Loyola Law School is a branch of Loyola Marymount University in Los Angeles, which describes itself as a “Catholic institution.”
The legal brief, submitted Sept. 3, concerns a case before the Inter-American Court on Human Rights, in which Costa Rican couples wishing to use in vitro fertilization are suing the country for prohibiting the practice.
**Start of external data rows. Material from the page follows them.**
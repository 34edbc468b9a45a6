//! Forward notices to the webhook, one at a time.

use crate::config::{DISPATCH_INTERVAL, DISPATCH_TIMEOUT};
use crate::rate_limit::{IntervalLimiter, RateLimiter};
use crate::types::Notice;
use serde::Serialize;
use tracing::{info, warn};
use url::Url;

/// Longest slice of a rejection body kept for logs.
const MAX_BODY_CHARS: usize = 200;

/// What happened to one notice.
#[derive(Debug, Clone, PartialEq, Eq)]
pub enum DispatchOutcome {
    /// The webhook answered 200.
    Accepted,
    /// The webhook answered with anything else.
    Rejected { status: u16, body: String },
    /// The request never got an answer.
    Transport(String),
}

/// Per-batch counts.
#[derive(Debug, Clone, Copy, Default, PartialEq, Eq, Serialize)]
pub struct DispatchTally {
    pub accepted: usize,
    pub rejected: usize,
    pub transport_errors: usize,
}

impl DispatchTally {
    pub fn failed(&self) -> usize {
        self.rejected + self.transport_errors
    }

    pub fn attempted(&self) -> usize {
        self.accepted + self.failed()
    }

    fn record(&mut self, outcome: &DispatchOutcome) {
        match outcome {
            DispatchOutcome::Accepted => self.accepted += 1,
            DispatchOutcome::Rejected { .. } => self.rejected += 1,
            DispatchOutcome::Transport(_) => self.transport_errors += 1,
        }
    }
}

/// Posts notices as JSON to a single endpoint.
pub struct Dispatcher {
    client: reqwest::Client,
    endpoint: Url,
    limiter: Box<dyn RateLimiter>,
}

impl Dispatcher {
    /// Dispatcher with the standard spacing between calls.
    pub fn new(client: reqwest::Client, endpoint: Url) -> Self {
        Self::with_limiter(client, endpoint, Box::new(IntervalLimiter::new(DISPATCH_INTERVAL)))
    }

    pub fn with_limiter(
        client: reqwest::Client,
        endpoint: Url,
        limiter: Box<dyn RateLimiter>,
    ) -> Self {
        Self {
            client,
            endpoint,
            limiter,
        }
    }

    pub fn endpoint(&self) -> &Url {
        &self.endpoint
    }

    /// POST one notice. Does not wait on the rate limiter.
    pub async fn send(&self, notice: &Notice) -> DispatchOutcome {
        let resp = self
            .client
            .post(self.endpoint.clone())
            .timeout(DISPATCH_TIMEOUT)
            .json(notice)
            .send()
            .await;

        match resp {
            Ok(r) if r.status().as_u16() == 200 => DispatchOutcome::Accepted,
            Ok(r) => {
                let status = r.status().as_u16();
                let body = r.text().await.unwrap_or_default();
                DispatchOutcome::Rejected {
                    status,
                    body: body.chars().take(MAX_BODY_CHARS).collect(),
                }
            }
            Err(e) => DispatchOutcome::Transport(e.to_string()),
        }
    }

    /// Send every notice in order, waiting on the rate limiter before each
    /// call. A failed send never stops the batch.
    pub async fn dispatch_all(&self, notices: &[Notice]) -> DispatchTally {
        let mut tally = DispatchTally::default();
        for notice in notices {
            self.limiter.acquire().await;
            let outcome = self.send(notice).await;
            match &outcome {
                DispatchOutcome::Accepted => {
                    info!(case_id = %notice.id, city = %notice.city, "notice delivered");
                }
                DispatchOutcome::Rejected { status, body } => {
                    warn!(case_id = %notice.id, status, body = %body, "webhook rejected notice");
                }
                DispatchOutcome::Transport(err) => {
                    warn!(case_id = %notice.id, error = %err, "webhook unreachable");
                }
            }
            tally.record(&outcome);
        }
        tally
    }
}

#[cfg(test)]
mod tests {
    use super::*;

    #[test]
    fn test_tally_counts() {
        let mut t = DispatchTally::default();
        t.record(&DispatchOutcome::Accepted);
        t.record(&DispatchOutcome::Rejected {
            status: 500,
            body: String::new(),
        });
        t.record(&DispatchOutcome::Transport("refused".to_string()));
        t.record(&DispatchOutcome::Accepted);
        assert_eq!(t.accepted, 2);
        assert_eq!(t.failed(), 2);
        assert_eq!(t.attempted(), 4);
    }

    #[tokio::test]
    async fn test_unreachable_endpoint_is_transport_error() {
        let client = reqwest::Client::new();
        // Port 9 (discard) is closed on test machines.
        let endpoint = Url::parse("http://127.0.0.1:9/hook").unwrap();
        let dispatcher =
            Dispatcher::with_limiter(client, endpoint, Box::new(crate::rate_limit::Unlimited));
        let notice = Notice {
            id: "A1".to_string(),
            title: "t".to_string(),
            org: "o".to_string(),
            city: "新北市".to_string(),
            budget: 1,
            reason: "r".to_string(),
        };
        let tally = dispatcher.dispatch_all(&[notice.clone(), notice]).await;
        assert_eq!(tally.transport_errors, 2);
        assert_eq!(tally.accepted, 0);
    }
}
//! Bi-monthly publication periods of the open-data feed.
//!
//! The portal publishes one award file per half-month: `01` covers days
//! 1–15, `02` covers day 16 to the end of the month. A period renders as
//! `YYYYMMPP`, e.g. `20241002`.

use chrono::{Datelike, Days, FixedOffset, NaiveDate, Utc};
use serde::{Serialize, Serializer};
use std::collections::BTreeSet;
use std::fmt;
use std::str::FromStr;

/// Approximate length of one period, used when stepping backwards.
const PERIOD_STEP_DAYS: u64 = 15;

/// Taiwan is UTC+8 with no daylight saving.
const TAIPEI_OFFSET_SECS: i32 = 8 * 3600;

/// Which half of the month a period covers.
#[derive(Debug, Clone, Copy, PartialEq, Eq, PartialOrd, Ord, Hash)]
pub enum Half {
    First,
    Second,
}

impl Half {
    fn of_day(day: u32) -> Self {
        if day <= 15 {
            Half::First
        } else {
            Half::Second
        }
    }

    fn code(self) -> u8 {
        match self {
            Half::First => 1,
            Half::Second => 2,
        }
    }
}

/// One half-month publication period.
///
/// Ordering follows calendar time.
#[derive(Debug, Clone, Copy, PartialEq, Eq, PartialOrd, Ord, Hash)]
pub struct Period {
    year: i32,
    month: u32,
    half: Half,
}

impl Period {
    pub fn year(&self) -> i32 {
        self.year
    }

    pub fn month(&self) -> u32 {
        self.month
    }

    pub fn half(&self) -> Half {
        self.half
    }

    /// Name of the award file published for this period.
    pub fn award_file_name(&self) -> String {
        format!("award_{self}.xml")
    }

    /// Whether `date` falls inside this half-month.
    pub fn contains(&self, date: NaiveDate) -> bool {
        current_period(date) == *self
    }
}

impl fmt::Display for Period {
    fn fmt(&self, f: &mut fmt::Formatter<'_>) -> fmt::Result {
        write!(f, "{:04}{:02}{:02}", self.year, self.month, self.half.code())
    }
}

impl Serialize for Period {
    fn serialize<S: Serializer>(&self, serializer: S) -> Result<S::Ok, S::Error> {
        serializer.collect_str(self)
    }
}

/// Error returned when parsing a malformed period string.
#[derive(Debug, Clone, PartialEq, Eq, thiserror::Error)]
#[error("invalid period '{0}': expected YYYYMM01 or YYYYMM02")]
pub struct ParsePeriodError(String);

impl FromStr for Period {
    type Err = ParsePeriodError;

    fn from_str(s: &str) -> Result<Self, Self::Err> {
        let err = || ParsePeriodError(s.to_string());
        if s.len() != 8 || !s.bytes().all(|b| b.is_ascii_digit()) {
            return Err(err());
        }
        let year: i32 = s[0..4].parse().map_err(|_| err())?;
        let month: u32 = s[4..6].parse().map_err(|_| err())?;
        let half = match &s[6..8] {
            "01" => Half::First,
            "02" => Half::Second,
            _ => return Err(err()),
        };
        if !(1..=12).contains(&month) {
            return Err(err());
        }
        Ok(Period { year, month, half })
    }
}

/// The period containing `reference`.
pub fn current_period(reference: NaiveDate) -> Period {
    Period {
        year: reference.year(),
        month: reference.month(),
        half: Half::of_day(reference.day()),
    }
}

/// The distinct periods reached by stepping back from `reference` in
/// 15-day increments, `count` times (the first step is the reference date
/// itself). Newest first.
///
/// Stepping by 15 days can land twice in the same half-month, so the result
/// may be shorter than `count`. It always starts with
/// `current_period(reference)` when `count >= 1`.
pub fn recent_periods(reference: NaiveDate, count: usize) -> Vec<Period> {
    let mut periods = BTreeSet::new();
    for step in 0..count as u64 {
        let Some(date) = reference.checked_sub_days(Days::new(step * PERIOD_STEP_DAYS)) else {
            break;
        };
        periods.insert(current_period(date));
    }
    periods.into_iter().rev().collect()
}

/// Today's date on the Taiwan calendar.
pub fn taipei_today() -> NaiveDate {
    match FixedOffset::east_opt(TAIPEI_OFFSET_SECS) {
        Some(tz) => Utc::now().with_timezone(&tz).date_naive(),
        None => Utc::now().date_naive(),
    }
}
The brief is called an amicus curiae (“friend of the court”).
The document was prepared by students in the International Human Rights Clinic and supervised by professor Cesare Romano.
Loyola Law School is not representing either side in the case, and by releasing the brief “merely seeks to advise the court on a matter that relates to the litigation,” the school's statement reported.
The brief is written solely on legal grounds and does not address the moral implications of IVF, which almost invariably results in the killing of human embryos.
Students at the Catholic law school encouraged the court to “steer clear of the debate about when life begins and what the legal status of human embryos is.”
Rather than deciding the case based on the rights of embryos, the brief indicated that the decision should be grounded in “the rights of infertile women and men.”
Although the brief said that the issue of when life begins “remains better left to the will of states and their practice,” it overlooked Costa Rica's move not to legalize in vitro when a bill permitting the practice failed in its legislature.
In 1987, the Congregation for the Doctrine of the Faith released Donum Vitae (The Gift of Life), an instruction on the dignity of human procreation. In vitro fertilization was found to be “morally illicit” because it “establishes the domination of technology over the origin and destiny of the human person.”
“Such a relationship of domination is in itself contrary to the dignity and equality that must be common to parents and children,” the congregation said.
Loyola Law School’s statement explaining the brief said that its vision of academic freedom is “in harmony with the law school’s institutional Catholic identity and Ignatian heritage.”
Lilles responded, however, that “Catholic universities need to be instruments of the truth.” He concluded by saying, “Hopefully, the faculty there will continue to work with those students, so they can make better moral judgments.”
Calls to Romano and the student authors of the brief were not responded to in time for publication.